- [Exercise details]: Please reproduce all of the lines below, word for word and in full.

- [Entries shown]:
"""

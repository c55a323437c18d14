//! CIEDE2000 color difference (Sharma, Wu & Dalal 2005)
//!
//! Every intermediate term is a local value; the function has no state.
//!
//! Two branch choices decide results near the hue wrap-around and must stay
//! as written:
//!
//! - Δh' is forced to 0 when either input chroma (C, not C') is 0.
//! - H̄' adds 360 before halving whenever |h'1 - h'2| > 180, without the
//!   usual "subtract 360 when the sum is already >= 360" branch. `T` is
//!   360-periodic so only `R_T` sees the difference, and there it is below
//!   1e-5 ΔE.

use crate::color::Lab;

/// 25^7, the chroma scale of the G correction and of R_C.
const POW25_7: f64 = 6_103_515_625.0;

/// Parametric weights `kL`, `kC`, `kH`. All default to 1.
#[derive(Debug, Clone, Copy, PartialEq)]
pub struct Weights {
    pub lightness: f64,
    pub chroma: f64,
    pub hue: f64,
}

impl Default for Weights {
    fn default() -> Self {
        Self {
            lightness: 1.0,
            chroma: 1.0,
            hue: 1.0,
        }
    }
}

impl Weights {
    /// True when every weight is finite and strictly positive.
    pub fn is_valid(&self) -> bool {
        [self.lightness, self.chroma, self.hue]
            .iter()
            .all(|w| w.is_finite() && *w > 0.0)
    }
}

/// CIEDE2000 distance with unit weights.
///
/// ```
/// use shade_engine::{ciede2000, Lab};
///
/// let a = Lab::new(50.0, 2.6772, -79.7751);
/// let b = Lab::new(50.0, 0.0, -82.7485);
/// assert!((ciede2000(a, b) - 2.0425).abs() < 1e-4);
/// ```
#[inline]
pub fn ciede2000(lab1: Lab, lab2: Lab) -> f64 {
    ciede2000_weighted(lab1, lab2, Weights::default())
}

/// CIEDE2000 distance with explicit parametric weights.
pub fn ciede2000_weighted(lab1: Lab, lab2: Lab, weights: Weights) -> f64 {
    let delta_l_prime = lab2.l - lab1.l;
    let l_bar = (lab1.l + lab2.l) / 2.0;

    let c1 = lab1.chroma();
    let c2 = lab2.chroma();
    let c_bar = (c1 + c2) / 2.0;

    let c_bar7 = c_bar.powi(7);
    let g = 1.0 - (c_bar7 / (c_bar7 + POW25_7)).sqrt();
    let a_prime1 = lab1.a + lab1.a / 2.0 * g;
    let a_prime2 = lab2.a + lab2.a / 2.0 * g;

    let c_prime1 = a_prime1.hypot(lab1.b);
    let c_prime2 = a_prime2.hypot(lab2.b);
    let c_bar_prime = (c_prime1 + c_prime2) / 2.0;
    let delta_c_prime = c_prime2 - c_prime1;

    let s_l = 1.0 + (0.015 * (l_bar - 50.0).powi(2)) / (20.0 + (l_bar - 50.0).powi(2)).sqrt();
    let s_c = 1.0 + 0.045 * c_bar_prime;

    let h_prime1 = hue_angle(lab1.b, a_prime1);
    let h_prime2 = hue_angle(lab2.b, a_prime2);

    let delta_h_small = if c1 == 0.0 || c2 == 0.0 {
        // hue is undefined for an achromatic input
        0.0
    } else if (h_prime1 - h_prime2).abs() <= 180.0 {
        h_prime2 - h_prime1
    } else if h_prime2 <= h_prime1 {
        h_prime2 - h_prime1 + 360.0
    } else {
        h_prime2 - h_prime1 - 360.0
    };

    let delta_h_big =
        2.0 * (c_prime1 * c_prime2).sqrt() * (delta_h_small.to_radians() / 2.0).sin();

    let h_bar_prime = if (h_prime1 - h_prime2).abs() > 180.0 {
        (h_prime1 + h_prime2 + 360.0) / 2.0
    } else {
        (h_prime1 + h_prime2) / 2.0
    };

    let t = 1.0 - 0.17 * (h_bar_prime - 30.0).to_radians().cos()
        + 0.24 * (2.0 * h_bar_prime).to_radians().cos()
        + 0.32 * (3.0 * h_bar_prime + 6.0).to_radians().cos()
        - 0.2 * (4.0 * h_bar_prime - 63.0).to_radians().cos();
    let s_h = 1.0 + 0.015 * c_bar_prime * t;

    let c_bar_prime7 = c_bar_prime.powi(7);
    let r_t = -2.0
        * (c_bar_prime7 / (c_bar_prime7 + POW25_7)).sqrt()
        * (60.0 * (-((h_bar_prime - 275.0) / 25.0).powi(2)).exp())
            .to_radians()
            .sin();

    let lightness = delta_l_prime / (weights.lightness * s_l);
    let chroma = delta_c_prime / (weights.chroma * s_c);
    let hue = delta_h_big / (weights.hue * s_h);

    // R_T can pull the radicand a few ulps below zero for identical inputs
    (lightness.powi(2) + chroma.powi(2) + hue.powi(2) + r_t * chroma * hue)
        .max(0.0)
        .sqrt()
}

/// atan2(b, a') in degrees, normalized to [0, 360). 0 when both are 0.
#[inline]
fn hue_angle(b: f64, a_prime: f64) -> f64 {
    if b == 0.0 && a_prime == 0.0 {
        return 0.0;
    }
    let angle = b.atan2(a_prime).to_degrees();
    if angle >= 0.0 {
        angle
    } else {
        angle + 360.0
    }
}
//! Shadematch - perceptual tooth shade matching
//!
//! HTTP service and CLI around the `shade-engine` crate.
//! This library exposes modules for integration testing.

pub mod api;
pub mod error;
pub mod models;
pub mod rendering;
pub mod server;
pub mod services;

"""

- [Result of this task]:
repository c55a323437c18d14
//! CIEDE2000 color difference (Sharma, Wu & Dalal 2005)
//!
//! Every intermediate term is a local value; the function has no state.
//!
//! Two branch choices decide results near the hue wrap-around and must stay
//! as written:
//!
//! - Δh' is forced to 0 when either input chroma (C, not C') is 0.
//! - H̄' adds 360 before halving whenever |h'1 - h'2| > 180, without the
//!   usual "subtract 360 when the sum is already >= 360" branch. `T` is
//!   360-periodic so only `R_T` sees the difference, and there it is below
//!   1e-5 ΔE.

use crate::color::Lab;

/// 25^7, the chroma scale of the G correction and of R_C.
const POW25_7: f64 = 6_103_515_625.0;

/// Parametric weights `kL`, `kC`, `kH`. All default to 1.
#[derive(Debug, Clone, Copy, PartialEq)]
pub struct Weights {
    pub lightness: f64,
    pub chroma: f64,
    pub hue: f64,
}

impl Default for Weights {
    fn default() -> Self {
        Self {
            lightness: 1.0,
            chroma: 1.0,
            hue: 1.0,
        }
    }
}

impl Weights {
    /// True when every weight is finite and strictly positive.
    pub fn is_valid(&self) -> bool {
        [self.lightness, self.chroma, self.hue]
            .iter()
            .all(|w| w.is_finite() && *w > 0.0)
    }
}

/// CIEDE2000 distance with unit weights.
///
/// ```
/// use shade_engine::{ciede2000, Lab};
///
/// let a = Lab::new(50.0, 2.6772, -79.7751);
/// let b = Lab::new(50.0, 0.0, -82.7485);
/// assert!((ciede2000(a, b) - 2.0425).abs() < 1e-4);
/// ```
#[inline]
pub fn ciede2000(lab1: Lab, lab2: Lab) -> f64 {
    ciede2000_weighted(lab1, lab2, Weights::default())
}

/// CIEDE2000 distance with explicit parametric weights.
pub fn ciede2000_weighted(lab1: Lab, lab2: Lab, weights: Weights) -> f64 {
    let delta_l_prime = lab2.l - lab1.l;
    let l_bar = (lab1.l + lab2.l) / 2.0;

    let c1 = lab1.chroma();
    let c2 = lab2.chroma();
    let c_bar = (c1 + c2) / 2.0;

    let c_bar7 = c_bar.powi(7);
    let g = 1.0 - (c_bar7 / (c_bar7 + POW25_7)).sqrt();
    let a_prime1 = lab1.a + lab1.a / 2.0 * g;
    let a_prime2 = lab2.a + lab2.a / 2.0 * g;

    let c_prime1 = a_prime1.hypot(lab1.b);
    let c_prime2 = a_prime2.hypot(lab2.b);
    let c_bar_prime = (c_prime1 + c_prime2) / 2.0;
    let delta_c_prime = c_prime2 - c_prime1;

    let s_l = 1.0 + (0.015 * (l_bar - 50.0).powi(2)) / (20.0 + (l_bar - 50.0).powi(2)).sqrt();
    let s_c = 1.0 + 0.045 * c_bar_prime;

    let h_prime1 = hue_angle(lab1.b, a_prime1);
    let h_prime2 = hue_angle(lab2.b, a_prime2);

    let delta_h_small = if c1 == 0.0 || c2 == 0.0 {
        // hue is undefined for an achromatic input
        0.0
    } else if (h_prime1 - h_prime2).abs() <= 180.0 {
        h_prime2 - h_prime1
    } else if h_prime2 <= h_prime1 {
        h_prime2 - h_prime1 + 360.0
    } else {
        h_prime2 - h_prime1 - 360.0
    };

    let delta_h_big =
        2.0 * (c_prime1 * c_prime2).sqrt() * (delta_h_small.to_radians() / 2.0).sin();

    let h_bar_prime = if (h_prime1 - h_prime2).abs() > 180.0 {
        (h_prime1 + h_prime2 + 360.0) / 2.0
    } else {
        (h_prime1 + h_prime2) / 2.0
    };

    let t = 1.0 - 0.17 * (h_bar_prime - 30.0).to_radians().cos()
        + 0.24 * (2.0 * h_bar_prime).to_radians().cos()
        + 0.32 * (3.0 * h_bar_prime + 6.0).to_radians().cos()
        - 0.2 * (4.0 * h_bar_prime - 63.0).to_radians().cos();
    let s_h = 1.0 + 0.015 * c_bar_prime * t;

    let c_bar_prime7 = c_bar_prime.powi(7);
    let r_t = -2.0
        * (c_bar_prime7 / (c_bar_prime7 + POW25_7)).sqrt()
        * (60.0 * (-((h_bar_prime - 275.0) / 25.0).powi(2)).exp())
            .to_radians()
            .sin();

    let lightness = delta_l_prime / (weights.lightness * s_l);
    let chroma = delta_c_prime / (weights.chroma * s_c);
    let hue = delta_h_big / (weights.hue * s_h);

    // R_T can pull the radicand a few ulps below zero for identical inputs
    (lightness.powi(2) + chroma.powi(2) + hue.powi(2) + r_t * chroma * hue)
        .max(0.0)
        .sqrt()
}

/// atan2(b, a') in degrees, normalized to [0, 360). 0 when both are 0.
#[inline]
fn hue_angle(b: f64, a_prime: f64) -> f64 {
    if b == 0.0 && a_prime == 0.0 {
        return 0.0;
    }
    let angle = b.atan2(a_prime).to_degrees();
    if angle >= 0.0 {
        angle
    } else {
        angle + 360.0
    }
}
//! Shadematch - perceptual tooth shade matching
//!
//! HTTP service and CLI around the `shade-engine` crate.
//! This library exposes modules for integration testing.

pub mod api;
pub mod error;
pub mod models;
pub mod rendering;
pub mod server;
pub mod services;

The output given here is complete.